[Task prompt]:
Write out every line exactly, from the first line of the records below through the line that contains "use std::error::Error as StdError;".

--- Supplied material Enclosed Below ---

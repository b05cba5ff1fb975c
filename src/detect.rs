// 该文件是 Lubiao （路标） 项目的一部分。
// src/detect.rs - 检测流程
//
// 本文件根据 Apache 许可证第 2.0 版（以下简称“许可证”）授权使用；
// 除非遵守该许可证条款，否则您不得使用本文件。
// 您可通过以下网址获取许可证副本：
// http://www.apache.org/licenses/LICENSE-2.0
// 除非适用法律要求或书面同意，根据本许可协议分发的软件均按“原样”提供，
// 不附带任何形式的明示或暗示的保证或条件。
// 有关许可权限与限制的具体条款，请参阅本许可协议。
//
// Copyright (C) 2026 Johann Li <me@qinka.pro>, Wareless Group

//! 检测流程
//!
//! 图像模式只推理一次；视频模式逐帧顺序执行 `读取 → 推理 → 合并类别 → 写帧`，
//! 直到帧源耗尽。两种模式都在结束时播报一次摘要。

use std::error::Error as StdError;
use std::fmt::Display;
use std::path::{Path, PathBuf};

use serde::Serialize;
use thiserror::Error;
use tracing::{debug, error, info, warn};

use crate::{
  frame::RgbFrame,
  input::{ImageFileInput, InputError, UploadedArtifact},
  model::{DetectResult, Model},
  output::{FrameWriter, Render, RunDirError, RunsRoot, SaveImageFileOutput, draw::Draw},
  speech::Announcer,
};

pub const NO_DETECTION_MESSAGE: &str = "No traffic signs detected.";
pub const DETECTED_PREFIX: &str = "Detected: ";

type BoxError = Box<dyn StdError + Send + Sync>;

/// 一次上传中出现过的类别名称，无重复，保持首次出现的顺序
#[derive(Debug, Clone, Default, PartialEq, Eq, Serialize)]
#[serde(transparent)]
pub struct DetectedLabelSet {
  names: Vec<String>,
}

impl DetectedLabelSet {
  pub fn new() -> Self {
    Self::default()
  }

  /// 加入一个名称，已存在时返回 false
  pub fn insert(&mut self, name: &str) -> bool {
    if self.contains(name) {
      return false;
    }
    self.names.push(name.to_string());
    true
  }

  pub fn extend_from_result<M: Model + ?Sized>(&mut self, result: &DetectResult, model: &M) {
    for item in result.items.iter() {
      let name = model.resolve(item.class_id);
      if self.insert(name) {
        debug!("新类别: {}", name);
      }
    }
  }

  pub fn contains(&self, name: &str) -> bool {
    self.names.iter().any(|n| n == name)
  }

  pub fn iter(&self) -> impl Iterator<Item = &str> {
    self.names.iter().map(String::as_str)
  }

  pub fn len(&self) -> usize {
    self.names.len()
  }

  pub fn is_empty(&self) -> bool {
    self.names.is_empty()
  }

  /// 播报与显示共用的摘要文本
  pub fn summary(&self) -> String {
    if self.names.is_empty() {
      NO_DETECTION_MESSAGE.to_string()
    } else {
      format!("{}{}", DETECTED_PREFIX, self.names.join(", "))
    }
  }
}

impl<'a> FromIterator<&'a str> for DetectedLabelSet {
  fn from_iter<I: IntoIterator<Item = &'a str>>(iter: I) -> Self {
    let mut set = DetectedLabelSet::new();
    for name in iter {
      set.insert(name);
    }
    set
  }
}

/// 标注图像没有出现在预期位置；只作为显示警告
#[derive(Error, Debug, Clone, PartialEq, Eq, Serialize)]
#[error("Processed image not found: {}", .0.display())]
pub struct MissingOutputArtifact(pub PathBuf);

#[derive(Debug, Clone, Serialize)]
pub struct ImageReport {
  pub labels: DetectedLabelSet,
  pub summary: String,
  pub detections: usize,
  pub run_dir: PathBuf,
  pub annotated_image: PathBuf,
  pub annotated_found: bool,
}

impl ImageReport {
  pub fn annotated(&self) -> Result<&Path, MissingOutputArtifact> {
    if self.annotated_found {
      Ok(&self.annotated_image)
    } else {
      Err(MissingOutputArtifact(self.annotated_image.clone()))
    }
  }
}

#[derive(Debug, Clone, Serialize)]
pub struct VideoReport {
  pub labels: DetectedLabelSet,
  pub summary: String,
  pub frames: u64,
  pub dimensions: Option<(u32, u32)>,
  pub output_video: PathBuf,
}

#[derive(Error, Debug)]
pub enum DetectError {
  #[error("输入错误: {0}")]
  Input(#[from] InputError),
  #[error("图像中没有可用的帧")]
  NoFrame,
  #[error("推理错误: {0}")]
  Model(BoxError),
  #[error("运行目录错误: {0}")]
  RunDir(#[from] RunDirError),
  #[error("视频写入错误: {0}")]
  Writer(BoxError),
}

pub struct DetectionRunner<'a, M, A> {
  model: &'a M,
  announcer: &'a A,
  draw: &'a Draw,
}

impl<'a, M, A> DetectionRunner<'a, M, A>
where
  M: Model<Input = RgbFrame, Output = DetectResult>,
  M::Error: StdError + Send + Sync + 'static,
  A: Announcer,
{
  pub fn new(model: &'a M, announcer: &'a A, draw: &'a Draw) -> Self {
    DetectionRunner {
      model,
      announcer,
      draw,
    }
  }

  fn infer(&self, frame: &RgbFrame) -> Result<DetectResult, DetectError> {
    self
      .model
      .infer(frame)
      .map_err(|e| DetectError::Model(Box::new(e)))
  }

  /// 播报失败只记录警告
  fn announce(&self, summary: &str) {
    if let Err(e) = self.announcer.announce(summary) {
      warn!("语音播报失败: {}", e);
    }
  }

  /// 图像模式：推理一次，把标注图像保存到新分配的运行目录，文件名与上传文件相同
  pub fn run_image(
    &self,
    artifact: &UploadedArtifact,
    runs: &RunsRoot,
  ) -> Result<ImageReport, DetectError> {
    self.run_image_with(artifact, runs, |path| {
      SaveImageFileOutput::new(path, self.draw, self.model.labels())
    })
  }

  /// 同 [`Self::run_image`]，标注图像由 `make_output` 创建的输出负责写入 `path`
  pub fn run_image_with<R, F>(
    &self,
    artifact: &UploadedArtifact,
    runs: &RunsRoot,
    make_output: F,
  ) -> Result<ImageReport, DetectError>
  where
    F: FnOnce(&Path) -> R,
    R: Render<RgbFrame, DetectResult>,
    R::Error: Display,
  {
    let frame = ImageFileInput::open(artifact.path())?
      .next()
      .ok_or(DetectError::NoFrame)?;
    let result = self.infer(&frame)?;
    info!("{}: 检测到 {} 个目标", artifact.name(), result.len());

    let mut labels = DetectedLabelSet::new();
    labels.extend_from_result(&result, self.model);

    let run = runs.allocate()?;
    let annotated_image = run.artifact_path(artifact.name());
    let output = make_output(&annotated_image);
    if let Err(e) = output.render_result(&frame, &result) {
      error!("无法保存标注图像 {}: {}", annotated_image.display(), e);
    }

    let summary = labels.summary();
    self.announce(&summary);

    let annotated_found = annotated_image.is_file();
    if !annotated_found {
      warn!("未找到标注图像: {}", annotated_image.display());
    }

    Ok(ImageReport {
      labels,
      summary,
      detections: result.len(),
      run_dir: run.path().to_path_buf(),
      annotated_image,
      annotated_found,
    })
  }

  /// 视频模式：逐帧推理并写出原始帧；无论处理了多少帧，写入器都会被释放
  pub fn run_video<S, W>(
    &self,
    source: S,
    mut writer: W,
    output_video: &Path,
  ) -> Result<VideoReport, DetectError>
  where
    S: IntoIterator<Item = RgbFrame>,
    W: FrameWriter,
    W::Error: StdError + Send + Sync + 'static,
  {
    let mut labels = DetectedLabelSet::new();
    let mut frames = 0u64;
    let mut dimensions = None;

    for frame in source {
      let step = self.infer(&frame).and_then(|result| {
        labels.extend_from_result(&result, self.model);
        writer
          .write_frame(&frame)
          .map_err(|e| DetectError::Writer(Box::new(e)))
      });
      if let Err(e) = step {
        if let Err(release_err) = writer.release() {
          warn!("释放视频写入器失败: {}", release_err);
        }
        return Err(e);
      }

      dimensions.get_or_insert(frame.dimensions());
      frames += 1;
    }

    writer
      .release()
      .map_err(|e| DetectError::Writer(Box::new(e)))?;
    info!("视频处理完成: {} 帧", frames);

    let summary = labels.summary();
    self.announce(&summary);

    Ok(VideoReport {
      labels,
      summary,
      frames,
      dimensions,
      output_video: output_video.to_path_buf(),
    })
  }
}

#[cfg(test)]
mod tests {
  use std::cell::RefCell;

  use super::*;
  use crate::model::{ClassNameTable, DetectItem, UNKNOWN_LABEL};
  use crate::speech::SpeechError;

  /// 按帧的第一个像素值决定检测结果
  struct PixelModel {
    labels: ClassNameTable,
  }

  impl Model for PixelModel {
    type Input = RgbFrame;
    type Output = DetectResult;
    type Error = std::io::Error;

    fn infer(&self, input: &RgbFrame) -> Result<DetectResult, std::io::Error> {
      let items = match input.as_nhwc()[0] {
        0 => vec![],
        255 => return Err(std::io::Error::other("boom")),
        v => vec![DetectItem {
          class_id: (v - 1) as u32,
          score: 0.9,
          bbox: [0.1, 0.1, 0.5, 0.5],
        }],
      };
      Ok(items.into())
    }

    fn labels(&self) -> &ClassNameTable {
      &self.labels
    }
  }

  #[derive(Default)]
  struct Recorder(RefCell<Vec<String>>);

  impl Announcer for Recorder {
    fn announce(&self, text: &str) -> Result<(), SpeechError> {
      self.0.borrow_mut().push(text.to_string());
      Ok(())
    }
  }

  #[derive(Default)]
  struct CountingWriter {
    frames: Vec<(u32, u32)>,
    released: std::rc::Rc<RefCell<Option<usize>>>,
  }

  impl FrameWriter for CountingWriter {
    type Error = std::io::Error;

    fn write_frame(&mut self, frame: &RgbFrame) -> Result<(), Self::Error> {
      self.frames.push(frame.dimensions());
      Ok(())
    }

    fn release(self) -> Result<(), Self::Error> {
      *self.released.borrow_mut() = Some(self.frames.len());
      Ok(())
    }
  }

  fn frame(value: u8) -> RgbFrame {
    let mut frame = RgbFrame::with_shape(8, 6);
    frame.as_mut()[0] = value;
    frame
  }

  /// 什么都不写的输出，标注图像因此不存在
  struct DiscardOutput;

  impl Render<RgbFrame, DetectResult> for DiscardOutput {
    type Error = std::io::Error;

    fn render_result(&self, _frame: &RgbFrame, _result: &DetectResult) -> Result<(), Self::Error> {
      Err(std::io::Error::other("disk full"))
    }
  }

  fn png_upload(name: &str, value: u8) -> UploadedArtifact {
    let mut picture = image::RgbImage::new(8, 6);
    picture.put_pixel(0, 0, image::Rgb([value, 0, 0]));
    let mut bytes = std::io::Cursor::new(Vec::new());
    picture.write_to(&mut bytes, image::ImageFormat::Png).unwrap();
    UploadedArtifact::from_bytes(name, &bytes.into_inner()).unwrap()
  }

  fn model() -> PixelModel {
    PixelModel {
      labels: ClassNameTable::new(["stop", "yield"]),
    }
  }

  #[test]
  fn summary_of_empty_set() {
    assert_eq!(DetectedLabelSet::new().summary(), "No traffic signs detected.");
  }

  #[test]
  fn duplicates_collapse_in_summary() {
    let set: DetectedLabelSet = ["A", "B", "A"].into_iter().collect();
    assert_eq!(set.len(), 2);
    assert_eq!(set.summary(), "Detected: A, B");
  }

  #[test]
  fn video_labels_are_unioned_across_frames() {
    let model = model();
    let recorder = Recorder::default();
    let draw = Draw::default();
    let runner = DetectionRunner::new(&model, &recorder, &draw);

    for (n, k) in [(1, 1), (5, 2), (9, 8)] {
      recorder.0.borrow_mut().clear();
      let frames = (0..n).map(|i| frame(if i < k { 1 } else { 2 }));
      let writer = CountingWriter::default();
      let released = writer.released.clone();
      let report = runner
        .run_video(frames, writer, Path::new("result_clip.mp4"))
        .unwrap();

      let expected: DetectedLabelSet = if k < n {
        ["stop", "yield"].into_iter().collect()
      } else {
        ["stop"].into_iter().collect()
      };
      assert_eq!(report.labels, expected);
      assert_eq!(report.frames, n as u64);
      assert_eq!(*released.borrow(), Some(n));
      assert_eq!(*recorder.0.borrow(), vec![report.summary.clone()]);
    }
  }

  #[test]
  fn empty_video_still_releases_writer() {
    let model = model();
    let recorder = Recorder::default();
    let draw = Draw::default();
    let runner = DetectionRunner::new(&model, &recorder, &draw);

    let writer = CountingWriter::default();
    let released = writer.released.clone();
    let report = runner
      .run_video(std::iter::empty(), writer, Path::new("result_empty.mp4"))
      .unwrap();
    assert_eq!(report.frames, 0);
    assert_eq!(report.dimensions, None);
    assert_eq!(*released.borrow(), Some(0));
    assert_eq!(*recorder.0.borrow(), vec![NO_DETECTION_MESSAGE.to_string()]);
  }

  #[test]
  fn inference_failure_releases_writer_and_stays_silent() {
    let model = model();
    let recorder = Recorder::default();
    let draw = Draw::default();
    let runner = DetectionRunner::new(&model, &recorder, &draw);

    let writer = CountingWriter::default();
    let released = writer.released.clone();
    let frames = vec![frame(1), frame(255), frame(2)];
    let result = runner.run_video(frames, writer, Path::new("result_bad.mp4"));
    assert!(matches!(result, Err(DetectError::Model(_))));
    assert_eq!(*released.borrow(), Some(1));
    assert!(recorder.0.borrow().is_empty());
  }

  #[test]
  fn out_of_range_class_is_collected_as_unknown() {
    let model = model();
    let result: DetectResult = vec![
      DetectItem {
        class_id: 1,
        score: 0.9,
        bbox: [0.0, 0.0, 0.5, 0.5],
      },
      DetectItem {
        class_id: 7,
        score: 0.8,
        bbox: [0.5, 0.5, 1.0, 1.0],
      },
    ]
    .into();

    let mut labels = DetectedLabelSet::new();
    labels.extend_from_result(&result, &model);
    assert_eq!(labels.iter().collect::<Vec<_>>(), ["yield", UNKNOWN_LABEL]);
    assert_eq!(model.resolve(0), "stop");
  }

  #[test]
  fn image_is_annotated_under_upload_name() {
    let dir = tempfile::tempdir().unwrap();
    let model = model();
    let recorder = Recorder::default();
    let draw = Draw::default();
    let runner = DetectionRunner::new(&model, &recorder, &draw);

    let upload = png_upload("corner.png", 2);
    let report = runner.run_image(&upload, &RunsRoot::new(dir.path())).unwrap();
    let annotated = report.annotated().unwrap();
    assert_eq!(annotated.file_name().unwrap(), "corner.png");
    assert!(annotated.is_file());
    assert_eq!(report.summary, "Detected: yield");
    assert_eq!(*recorder.0.borrow(), vec![report.summary.clone()]);
  }

  #[test]
  fn missing_annotated_image_is_reported_not_fatal() {
    let dir = tempfile::tempdir().unwrap();
    let model = model();
    let recorder = Recorder::default();
    let draw = Draw::default();
    let runner = DetectionRunner::new(&model, &recorder, &draw);

    let upload = png_upload("sign.png", 1);
    let result = runner.run_image_with(&upload, &RunsRoot::new(dir.path()), |_| DiscardOutput);
    assert!(result.is_ok());
    let report = result.unwrap();

    assert!(!report.annotated_found);
    match report.annotated() {
      Err(MissingOutputArtifact(path)) => assert_eq!(path.file_name().unwrap(), "sign.png"),
      Ok(path) => panic!("unexpected annotated image {}", path.display()),
    }
    assert_eq!(report.summary, "Detected: stop");
    assert_eq!(*recorder.0.borrow(), vec!["Detected: stop".to_string()]);
  }
}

--- End of Enclosed Supplied material ---

[Expected output]:
repository b05cba5ff1fb975c
filename src/detect.rs
// 该文件是 Lubiao （路标） 项目的一部分。
// src/detect.rs - 检测流程
//
// 本文件根据 Apache 许可证第 2.0 版（以下简称“许可证”）授权使用；
// 除非遵守该许可证条款，否则您不得使用本文件。
// 您可通过以下网址获取许可证副本：
// http://www.apache.org/licenses/LICENSE-2.0
// 除非适用法律要求或书面同意，根据本许可协议分发的软件均按“原样”提供，
// 不附带任何形式的明示或暗示的保证或条件。
// 有关许可权限与限制的具体条款，请参阅本许可协议。
//
// Copyright (C) 2026 Johann Li <me@qinka.pro>, Wareless Group

//! 检测流程
//!
//! 图像模式只推理一次；视频模式逐帧顺序执行 `读取 → 推理 → 合并类别 → 写帧`，
//! 直到帧源耗尽。两种模式都在结束时播报一次摘要。

use std::error::Error as StdError;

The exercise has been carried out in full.